The nice thing about SCP is that it is optimally safe (Theorem 13 in the paper). That doesn't mean it guarantees safety under all possible configurations (e.g., two disjoint sets of nodes that don't know about each other). But it means that in any configuration where there exists some protocol that could guarantee safety, SCP will guarantee safety as well. That includes Byzantine failure scenarios. So you could translate UNLs into quorum slices and substitute SCP for Ripple's consensus algorithm, and if RPCA was already guaranteed safe, then SCP will be, too. The converse is not guaranteed; you could choose a configuration that is safe under SCP and risks forking under RPCA.
This paragraph does not explain how they are different from Ripple's approach only that they are in fact different.

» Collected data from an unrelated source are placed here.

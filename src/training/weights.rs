//! Per-class sample weights for imbalanced labels.

use ndarray::{Array1, ArrayView1};
use serde::{Deserialize, Serialize};

use crate::data::DatasetError;

/// Class weighting scheme applied to the training labels.
#[derive(Debug, Clone, Copy, Default, PartialEq, Eq, Serialize, Deserialize)]
pub enum ClassWeighting {
    /// `n / (n_classes * count(c))`, the "balanced" scheme.
    #[default]
    Balanced,
    /// Every class weighs 1.
    Uniform,
}

impl ClassWeighting {
    /// Compute the weight table for `labels`.
    pub fn compute(
        self,
        labels: ArrayView1<'_, usize>,
        n_classes: usize,
    ) -> Result<ClassWeights, DatasetError> {
        match self {
            Self::Balanced => ClassWeights::balanced(labels, n_classes),
            Self::Uniform => Ok(ClassWeights::uniform(n_classes)),
        }
    }
}

/// One positive weight per class.
///
/// Computed once before training and immutable afterwards; the per-sample
/// weight of row `i` is `weight(labels[i])`.
#[derive(Debug, Clone, PartialEq)]
pub struct ClassWeights {
    table: Vec<f64>,
}

impl ClassWeights {
    /// Balanced weights: `weight(c) = n / (n_classes * count(c))`.
    ///
    /// With these weights every class contributes the same total weight and
    /// `Σ_c weight(c) * count(c) == n`.
    ///
    /// # Errors
    ///
    /// [`DatasetError::EmptyClass`] for the first class with no samples, and
    /// [`DatasetError::InvalidClassCount`] if `n_classes < 2`.
    pub fn balanced(labels: ArrayView1<'_, usize>, n_classes: usize) -> Result<Self, DatasetError> {
        if n_classes < 2 {
            return Err(DatasetError::InvalidClassCount(n_classes));
        }

        let mut counts = vec![0usize; n_classes];
        for (row, &label) in labels.iter().enumerate() {
            if label >= n_classes {
                return Err(DatasetError::LabelOutOfRange {
                    row,
                    label,
                    n_classes,
                });
            }
            counts[label] += 1;
        }

        if let Some(class) = counts.iter().position(|&c| c == 0) {
            return Err(DatasetError::EmptyClass { class });
        }

        let n = labels.len() as f64;
        let k = n_classes as f64;
        let table = counts.iter().map(|&c| n / (k * c as f64)).collect();
        Ok(Self { table })
    }

    /// All classes weighted 1.
    pub fn uniform(n_classes: usize) -> Self {
        Self {
            table: vec![1.0; n_classes],
        }
    }

    #[inline]
    pub fn n_classes(&self) -> usize {
        self.table.len()
    }

    #[inline]
    pub fn weight(&self, class: usize) -> f64 {
        self.table[class]
    }

    #[inline]
    pub fn as_slice(&self) -> &[f64] {
        &self.table
    }

    /// Look up the weight of every sample by its label.
    ///
    /// # Panics
    ///
    /// Panics if a label is outside the table.
    pub fn sample_weights(&self, labels: ArrayView1<'_, usize>) -> Array1<f64> {
        labels.mapv(|label| self.table[label])
    }
}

I think the last line sums it up: "SCP is the first Byzantine agreement protocol to give each participant maximum freedom in choosing which combinations of other participants to trust."
As opposed to Ripple, where the trust is heavily biased towards the starter membership list, making it more centralized than one would want.
It’s biased because of a technical issue (consensus must be reached). How does the Stellar protocol solve this technical issue?
To me, the statement says essentially "you can trust us more than Ripple" with no explanation as to why.
> David I always enjoyed working with you and I thought we had a degree of respect for each other so I'm pretty disappointed in your tone here. I don't really want to get into a big back and forth about this but this just isn't correct. When I left ripple the board was 2 people; myself and Chris.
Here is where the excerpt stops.